© AP Photo / Arild Lyssand / District governor of Spitsbergens office / via Scanpix) NORWAY OUT This image released by the District Governor of Spitsbergen's office shows the dead male polar bear which had attacked youths who were camping on a remote Arctic glacier as part of a high-end adventure holiday at Spitsbergen, Svalbard archipelago, in Norway, Friday, Aug. 5, 2011 . The polar bear was shot and killed by other members of the group. The attack took place on the Svalbard archipelago, which is home to about 2,400 people and 3,000 polar bears and one British youth was killed in the attack.
The polar bear that killed a British teenager and mauled four others was starving and significantly underweight, Norwegian officials said Sunday.
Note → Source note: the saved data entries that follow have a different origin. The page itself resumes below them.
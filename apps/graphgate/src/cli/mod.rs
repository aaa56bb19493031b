//! # Graph Manager CLI Module
//!
//! ## Available Commands
//!
//! - `health` - Ping the graph store
//! - `list` - List named graphs with their triple counts
//! - `stats` - Show dataset statistics
//! - `retrieve` - Print one named graph
//! - `drop` - Drop one named graph
//! - `execute` - Run one operation request from a file
//! - `rpc` - Consume operation requests from the broker

mod commands;

use clap::{Parser, Subcommand};
use graphgate::config::GatewayConfig;
use graphgate_core::GatewayError;
use std::path::PathBuf;

pub use commands::*;

// =============================================================================
// CLI STRUCTURE
// =============================================================================

/// Graph Manager gateway
///
/// Graph-store operations over SPARQL 1.1 with provenance records.
#[derive(Parser, Debug)]
#[command(name = "graphgate")]
#[command(version, about, long_about = None)]
pub struct Cli {
    /// Suppress banner output
    #[arg(short, long, global = true)]
    pub quiet: bool,

    /// Path to a TOML configuration file
    #[arg(short, long, global = true)]
    pub config: Option<PathBuf>,

    /// Output in JSON format (for programmatic access)
    #[arg(long, global = true)]
    pub json_mode: bool,

    /// Subcommand to execute
    #[command(subcommand)]
    pub command: Option<Commands>,
}

/// Available CLI commands.
#[derive(Subcommand, Debug)]
pub enum Commands {
    /// Check that the graph store answers
    Health,

    /// List named graphs
    List,

    /// Show dataset statistics
    Stats,

    /// Print the contents of a named graph
    Retrieve {
        /// Named graph URI
        #[arg(short, long)]
        uri: String,
    },

    /// Drop a named graph
    Drop {
        /// Named graph URI
        #[arg(short, long)]
        uri: String,
    },

    /// Run one operation request and print the response envelope
    Execute {
        /// Path to the request JSON
        #[arg(short, long)]
        file: PathBuf,
    },

    /// Answer operation requests from the RPC queue until Ctrl-C
    Rpc,
}

// =============================================================================
// COMMAND EXECUTION
// =============================================================================

/// Execute the CLI with parsed arguments.
pub async fn execute(cli: Cli) -> Result<(), GatewayError> {
    let config = GatewayConfig::load(cli.config.as_deref())?;
    let json_mode = cli.json_mode;

    match cli.command {
        Some(Commands::Health) => cmd_health(&config, json_mode).await,
        Some(Commands::List) => cmd_list(&config, json_mode).await,
        Some(Commands::Stats) => cmd_stats(&config, json_mode).await,
        Some(Commands::Retrieve { uri }) => cmd_retrieve(&config, &uri).await,
        Some(Commands::Drop { uri }) => cmd_drop(&config, json_mode, &uri).await,
        Some(Commands::Execute { file }) => cmd_execute(&config, &file).await,
        Some(Commands::Rpc) => cmd_rpc(&config).await,
        None => {
            // No subcommand - health check by default
            cmd_health(&config, json_mode).await
        }
    }
}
The results of the examination of the 550 pound adult male came as survivors of the attack were being airlifted back to Britain.
Scott Bennell-Smith, 17, from Cornwall, and Patrick Flinders, 16, from Jersey, were taken by air ambulance to hospitals in England. The team leaders, Michael "Spike" Reid, 29, and Andy Ruck, 27, who were both mauled as they tried to assist the boys, are due to be transferred Monday,
The London Times reported.
All are said to be in a stable condition.
Reid was seriously injured around the face and neck, before he finally managed to fire the single shot that killed the animal.
His courage has been praised by other members of the 13-strong team, who had been camping out on the Von Postbreen glacier on the Norwegian island of Svalbard, when the polar bear attacked.
However, he could not save Horatio Chapple, 17, an Etonian from Salisbury, Wilsthire, who died at the scene. An autopsy will be carried out in Norway Monday.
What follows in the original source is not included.